Antioxidant protection exerted by reactive astrocytes may be important to prevent neurodegeneration observed in diseases, such as AD, HD, ALS, and PD. In our study, no association was detected between the SVCT2 expression and the characteristic astrogliosis, a focal process that has been previously described as surrounding the amyloid plaques [35], in brain material from AD patients. The samples used in this study may have presented with mild reactive astrogliosis where astrocytes do not express SVCT2, similar to that observed in normal brains. Studies in mouse models of AD have shown that reactive astrocytes migrate towards Aβ peptides, internalizing and reducing their deposits [39,40,41]. Moreover, co-cultures of neurons and astrocytes have confirmed that astrocytes are able to internalize Aβ peptides, which induces oxidative stress, depletion of glutathione content, and neuronal death by an astrocyte-dependent mechanism [42]. In this regard, selective overexpression of nuclear factor erythroid 2-related factor 2 (Nfr2) in astrocytes, a factor that regulates the expression of antioxidant enzymes related to glutathione metabolism (heme-oxygenases and NAD(P)H quinone oxidoreductases), preserves neuronal viability in the brain from mice with ALS, PD, and HD [43,44,45]. Therefore, we propose that SVCT2 induction constitutes an interesting therapeutic strategy to allow AA uptake by activated astrocytes in order to enhance their antioxidant capacity to reduce the deleterious effects of intracellular ROS production and, thus, the negative consequences for neuronal viability.

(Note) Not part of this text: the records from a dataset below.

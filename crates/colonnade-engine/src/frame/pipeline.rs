use super::backend::GpuBackend;
use super::error::FrameError;
use super::fence::{Fence, FenceValue, GpuTimeline};
use super::resource::{FrameResource, FrameResourceDesc};
use super::ring::FrameRing;

/// Pipeline sizing.
#[derive(Debug, Clone, Copy, PartialEq, Eq)]
pub struct PipelineConfig {
    /// Ring size: how many frames the GPU may have in flight at once.
    pub frames_in_flight: usize,
}

impl Default for PipelineConfig {
    fn default() -> Self {
        Self { frames_in_flight: 3 }
    }
}

/// Drives the per-frame CPU/GPU protocol over a ring of frame resources.
///
/// Each frame:
/// 1. `begin_frame` advances the ring and, if the GPU has not finished the
///    previous use of that slot, blocks until it has.
/// 2. The caller writes constants into `current_mut()` and records/submits
///    draw commands that read them.
/// 3. `end_frame` bumps the fence counter, stores it as the slot's watermark
///    and queues the GPU signal.
///
/// The CPU therefore never runs more than `frames_in_flight` frames ahead of
/// the GPU, and never writes memory the GPU may still be reading.
pub struct FramePipeline<B: GpuBackend, T> {
    ring: FrameRing<FrameResource<B>>,
    fence: Fence<T>,
    in_frame: bool,
    frames: u64,
    stalls: u64,
}

impl<B: GpuBackend, T: GpuTimeline> FramePipeline<B, T> {
    pub fn new(
        backend: &B,
        timeline: T,
        config: PipelineConfig,
        desc: FrameResourceDesc,
    ) -> Result<Self, FrameError> {
        let ring = FrameRing::build(config.frames_in_flight, |i| {
            FrameResource::new(backend, i, desc)
        })?;

        log::debug!(
            "frame pipeline ready: {} frames in flight",
            config.frames_in_flight
        );

        Ok(Self {
            ring,
            fence: Fence::new(timeline),
            in_frame: false,
            frames: 0,
            stalls: 0,
        })
    }

    /// Selects the next frame resource and waits until it is safe to write.
    pub fn begin_frame(&mut self) -> Result<&mut FrameResource<B>, FrameError> {
        if self.in_frame {
            return Err(FrameError::FrameInProgress);
        }

        let watermark = self.ring.advance().fence;
        if self.fence.wait_for(watermark)? {
            self.stalls += 1;
        }

        self.in_frame = true;
        Ok(self.ring.current_mut())
    }

    /// The frame resource being prepared. Only available between
    /// `begin_frame` and `end_frame`.
    pub fn current_mut(&mut self) -> Result<&mut FrameResource<B>, FrameError> {
        if !self.in_frame {
            return Err(FrameError::NoFrameInProgress);
        }
        Ok(self.ring.current_mut())
    }

    /// Marks the end of the frame's submissions with a new fence value.
    ///
    /// Call after the frame's command buffers have been submitted.
    pub fn end_frame(&mut self) -> Result<FenceValue, FrameError> {
        if !self.in_frame {
            return Err(FrameError::NoFrameInProgress);
        }

        let value = self.fence.signal_next()?;
        self.ring.current_mut().fence = value;
        self.in_frame = false;
        self.frames += 1;
        Ok(value)
    }

    /// Blocks until the GPU has finished every submitted frame.
    pub fn flush(&mut self) -> Result<(), FrameError> {
        self.fence.flush()
    }

    /// Ring slot of the current (or last) frame.
    #[inline]
    pub fn current_index(&self) -> usize {
        self.ring.current_index()
    }

    #[inline]
    pub fn frames_in_flight(&self) -> usize {
        self.ring.len()
    }

    #[inline]
    pub fn resources(&self) -> &FrameRing<FrameResource<B>> {
        &self.ring
    }

    #[inline]
    pub fn fence(&self) -> &Fence<T> {
        &self.fence
    }

    #[inline]
    pub fn is_in_frame(&self) -> bool {
        self.in_frame
    }

    /// Frames ended so far.
    #[inline]
    pub fn frame_count(&self) -> u64 {
        self.frames
    }

    /// How many `begin_frame` calls had to block on the GPU.
    #[inline]
    pub fn stall_count(&self) -> u64 {
        self.stalls
    }
}

#[cfg(test)]
mod tests {
    use std::thread;
    use std::time::Duration;

    use super::*;
    use crate::frame::backend::CommandAllocator;
    use crate::frame::constants::ObjectConstants;
    use crate::frame::dirty::{ConstantSource, DirtyCounter, propagate};
    use crate::frame::host::{HostBackend, HostTimeline};

    const N: usize = 3;

    fn pipeline(timeline: HostTimeline, n: usize) -> FramePipeline<HostBackend, HostTimeline> {
        FramePipeline::new(
            &HostBackend::default(),
            timeline,
            PipelineConfig { frames_in_flight: n },
            FrameResourceDesc::new(2, 1),
        )
        .unwrap()
    }

    fn object(v: f32) -> ObjectConstants {
        ObjectConstants {
            world: [[v; 4]; 4],
            ..ObjectConstants::default()
        }
    }

    struct Item {
        slot: usize,
        value: f32,
        dirty: DirtyCounter,
    }

    impl Item {
        fn new(slot: usize, n: usize) -> Self {
            Self {
                slot,
                value: 0.0,
                dirty: DirtyCounter::new(n),
            }
        }

        fn edit(&mut self, value: f32) {
            self.value = value;
            self.dirty.mark();
        }
    }

    impl ConstantSource for Item {
        type Constants = ObjectConstants;

        fn slot(&self) -> usize {
            self.slot
        }

        fn dirty(&self) -> &DirtyCounter {
            &self.dirty
        }

        fn dirty_mut(&mut self) -> &mut DirtyCounter {
            &mut self.dirty
        }

        fn constants(&self) -> ObjectConstants {
            object(self.value)
        }
    }

    /// Runs one frame with an always-caught-up GPU, returning uploads made.
    fn run_frame(p: &mut FramePipeline<HostBackend, HostTimeline>, items: &mut [Item]) -> usize {
        let frame = p.begin_frame().unwrap();
        let n = propagate(items.iter_mut(), &mut frame.object_cb).unwrap();
        p.end_frame().unwrap();
        n
    }

    // ── protocol ──────────────────────────────────────────────────────────

    #[test]
    fn frames_cycle_through_ring_slots() {
        let mut p = pipeline(HostTimeline::immediate(), N);
        let mut slots = Vec::new();
        for _ in 0..7 {
            p.begin_frame().unwrap();
            slots.push(p.current_index());
            p.end_frame().unwrap();
        }
        assert_eq!(slots, vec![0, 1, 2, 0, 1, 2, 0]);
        assert_eq!(p.frame_count(), 7);
    }

    #[test]
    fn end_frame_stores_increasing_watermarks() {
        for n in 1..=4 {
            let mut p = pipeline(HostTimeline::immediate(), n);
            let mut history: Vec<Vec<u64>> = vec![Vec::new(); n];

            for _ in 0..10 {
                p.begin_frame().unwrap();
                let slot = p.current_index();
                let value = p.end_frame().unwrap();
                assert_eq!(p.resources().get(slot).unwrap().fence, value);
                history[slot].push(value.0);
            }

            for watermarks in history {
                assert!(watermarks.windows(2).all(|w| w[0] < w[1]), "n = {n}");
                // A slot comes back every n frames.
                assert!(watermarks.windows(2).all(|w| w[1] - w[0] == n as u64), "n = {n}");
            }
        }
    }

    #[test]
    fn out_of_order_calls_are_rejected() {
        let mut p = pipeline(HostTimeline::immediate(), N);

        assert!(matches!(p.end_frame(), Err(FrameError::NoFrameInProgress)));
        assert!(matches!(p.current_mut(), Err(FrameError::NoFrameInProgress)));

        p.begin_frame().unwrap();
        assert!(matches!(p.begin_frame(), Err(FrameError::FrameInProgress)));
        assert!(p.current_mut().is_ok());
    }

    #[test]
    fn allocator_is_reset_once_per_use() {
        let mut p = pipeline(HostTimeline::immediate(), N);
        for _ in 0..6 {
            let frame = p.begin_frame().unwrap();
            frame.allocator.reset().unwrap();
            p.end_frame().unwrap();
        }
        for slot in p.resources().iter() {
            assert_eq!(slot.allocator.resets(), 2);
        }
    }

    #[test]
    fn no_stall_while_gpu_keeps_up() {
        let timeline = HostTimeline::new();
        let gpu = timeline.clone();
        let mut p = pipeline(timeline, N);

        for _ in 0..9 {
            p.begin_frame().unwrap();
            p.end_frame().unwrap();
            gpu.complete_next();
        }
        assert_eq!(p.stall_count(), 0);
    }

    #[test]
    fn cpu_may_run_n_frames_ahead_without_blocking() {
        let timeline = HostTimeline::new();
        let gpu = timeline.clone();
        let mut p = pipeline(timeline, N);

        for _ in 0..N {
            p.begin_frame().unwrap();
            p.end_frame().unwrap();
        }

        assert_eq!(gpu.pending(), vec![1, 2, 3]);
        assert_eq!(p.stall_count(), 0);
    }

    #[test]
    fn wrapped_slot_blocks_until_its_watermark_completes() {
        for n in 1..=4 {
            let timeline = HostTimeline::new();
            let gpu = timeline.clone();
            let mut p = pipeline(timeline, n);
            let slot0 = p.resources().get(0).unwrap().object_cb.memory().clone();

            for i in 0..n {
                let frame = p.begin_frame().unwrap();
                frame.object_cb.copy_data(0, &object(i as f32)).unwrap();
                p.end_frame().unwrap();
            }
            let writes_before = slot0.write_count();
            assert_eq!(gpu.completed_value().unwrap(), FenceValue::NEVER);
            assert_eq!(gpu.pending().len(), n);

            let driver = thread::spawn(move || {
                while gpu.waiting() == 0 {
                    thread::sleep(Duration::from_millis(1));
                }
                // The frame thread is parked on slot 0's watermark: nothing
                // may have been written into slot 0 yet.
                let untouched = slot0.write_count() == writes_before;
                gpu.complete_next();
                untouched
            });

            let frame = p.begin_frame().unwrap();
            frame.object_cb.copy_data(0, &object(9.0)).unwrap();
            p.end_frame().unwrap();

            assert!(driver.join().unwrap(), "n = {n}");
            assert_eq!(p.current_index(), 0);
            assert_eq!(p.stall_count(), 1, "n = {n}");
            assert!(p.fence().completed().unwrap() >= FenceValue(1));
        }
    }

    #[test]
    fn signal_failure_is_fatal_and_keeps_frame_open() {
        let timeline = HostTimeline::immediate();
        timeline.fail_signals(true);
        let mut p = pipeline(timeline, N);

        p.begin_frame().unwrap();
        let err = p.end_frame().unwrap_err();

        assert!(err.is_device_fatal());
        assert!(p.is_in_frame());
    }

    #[test]
    fn flush_drains_the_gpu() {
        let mut p = pipeline(HostTimeline::immediate(), N);
        for _ in 0..4 {
            p.begin_frame().unwrap();
            p.end_frame().unwrap();
        }
        p.flush().unwrap();
        assert_eq!(p.fence().completed().unwrap(), p.fence().current());
    }

    // ── dirty propagation across the ring ─────────────────────────────────

    #[test]
    fn single_edit_uploads_for_exactly_n_frames() {
        for n in 1..=4 {
            let mut p = pipeline(HostTimeline::immediate(), n);
            let mut items = vec![Item::new(0, n)];

            let mut uploads = Vec::new();
            let mut remaining = Vec::new();
            for _ in 0..n + 1 {
                uploads.push(run_frame(&mut p, &mut items));
                remaining.push(items[0].dirty.remaining());
            }

            let mut expected_uploads = vec![1; n];
            expected_uploads.push(0);
            let mut expected_remaining: Vec<u32> = (0..n as u32).rev().collect();
            expected_remaining.push(0);
            assert_eq!(uploads, expected_uploads, "n = {n}");
            assert_eq!(remaining, expected_remaining, "n = {n}");
        }
    }

    #[test]
    fn edit_reaches_every_ring_slot_once() {
        let mut p = pipeline(HostTimeline::immediate(), N);
        let mut items = vec![Item::new(0, N), Item::new(1, N)];
        for _ in 0..N {
            run_frame(&mut p, &mut items);
        }
        let counts: Vec<usize> = p
            .resources()
            .iter()
            .map(|r| r.object_cb.memory().write_count())
            .collect();

        items[1].edit(5.0);
        for _ in 0..N + 2 {
            run_frame(&mut p, &mut items);
        }

        for (slot, before) in p.resources().iter().zip(counts) {
            assert_eq!(slot.object_cb.memory().write_count(), before + 1);
            let bytes = slot.object_cb.memory().bytes();
            assert_eq!(&bytes[256..256 + 128], bytemuck::bytes_of(&object(5.0)));
        }
    }

    #[test]
    fn second_edit_restarts_the_countdown() {
        let mut p = pipeline(HostTimeline::immediate(), N);
        let mut items = vec![Item::new(0, N)];

        // frame 0: edit, upload, 3 -> 2
        items[0].edit(1.0);
        assert_eq!(run_frame(&mut p, &mut items), 1);
        assert_eq!(items[0].dirty.remaining(), 2);

        // frame 1: edit again, counter back to 3, then 3 -> 2
        items[0].edit(2.0);
        assert_eq!(items[0].dirty.remaining(), 3);
        assert_eq!(run_frame(&mut p, &mut items), 1);

        // frames 2 and 3 still upload, frame 4 does not
        assert_eq!(run_frame(&mut p, &mut items), 1);
        assert_eq!(run_frame(&mut p, &mut items), 1);
        assert_eq!(items[0].dirty.remaining(), 0);
        assert_eq!(run_frame(&mut p, &mut items), 0);

        for slot in p.resources().iter() {
            let bytes = slot.object_cb.memory().bytes();
            assert_eq!(&bytes[..128], bytemuck::bytes_of(&object(2.0)));
        }
    }
}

The mechanism by which SVCT2 is upregulated in brain tissue is poorly understood. It has been observed that SVCT2 mRNA levels increase in neurons and astrocytes following oxidative damage due to ischemia and reperfusion [20]; however, other studies have shown that the increase in SVCT2 occurs only in neurons [46, 47] or in endothelial cells and neurons [48]. Thus, we propose that there is a differential mechanism in CNS cells, which regulates SVCT2 expression in the different cell types. In C2C12 cells, it has been determined that the activation of NFκB and AP-1 would increase SVCT2 expression under conditions of oxidative stress generated by hydrogen peroxide [49]. Interestingly, activation of the JNK pathway as well as p38 MAPKs and NFκB, has been proposed to favor increased SVCT2 expression in neuronal cultures treated with ethanol [50].

Under pathophysiological conditions or oxidative damage, astrocytes generate different cytokines, including TNFalpha [51], resulting in the activation of NFκB and reactive gliosis. This mechanism could operate in most of the pathologies described in this study; however, in patients with AD (Fig. 7) and in animal models with aging pathologies, there would be no increase in SVCT2 [51].

Together, our data suggest that SVCT2 induction in severe reactive astrogliosis is a necessary event for oxidative defense and cellular protection. This mechanism would not only potentiate astrocyte survival, but also promote the maintenance of neuronal viability, favoring a faster and more effective recovery of damaged brain tissue. Moreover, SVCT2 expression in reactive astrogliosis may be considered a transversal event for many CNS pathologies characterized by severe reactive astrogliosis and the presence of a dense glial scar, constituting a putative marker for activated astrocytes and also a therapeutic target for future clinical treatments to protect the damaged brain.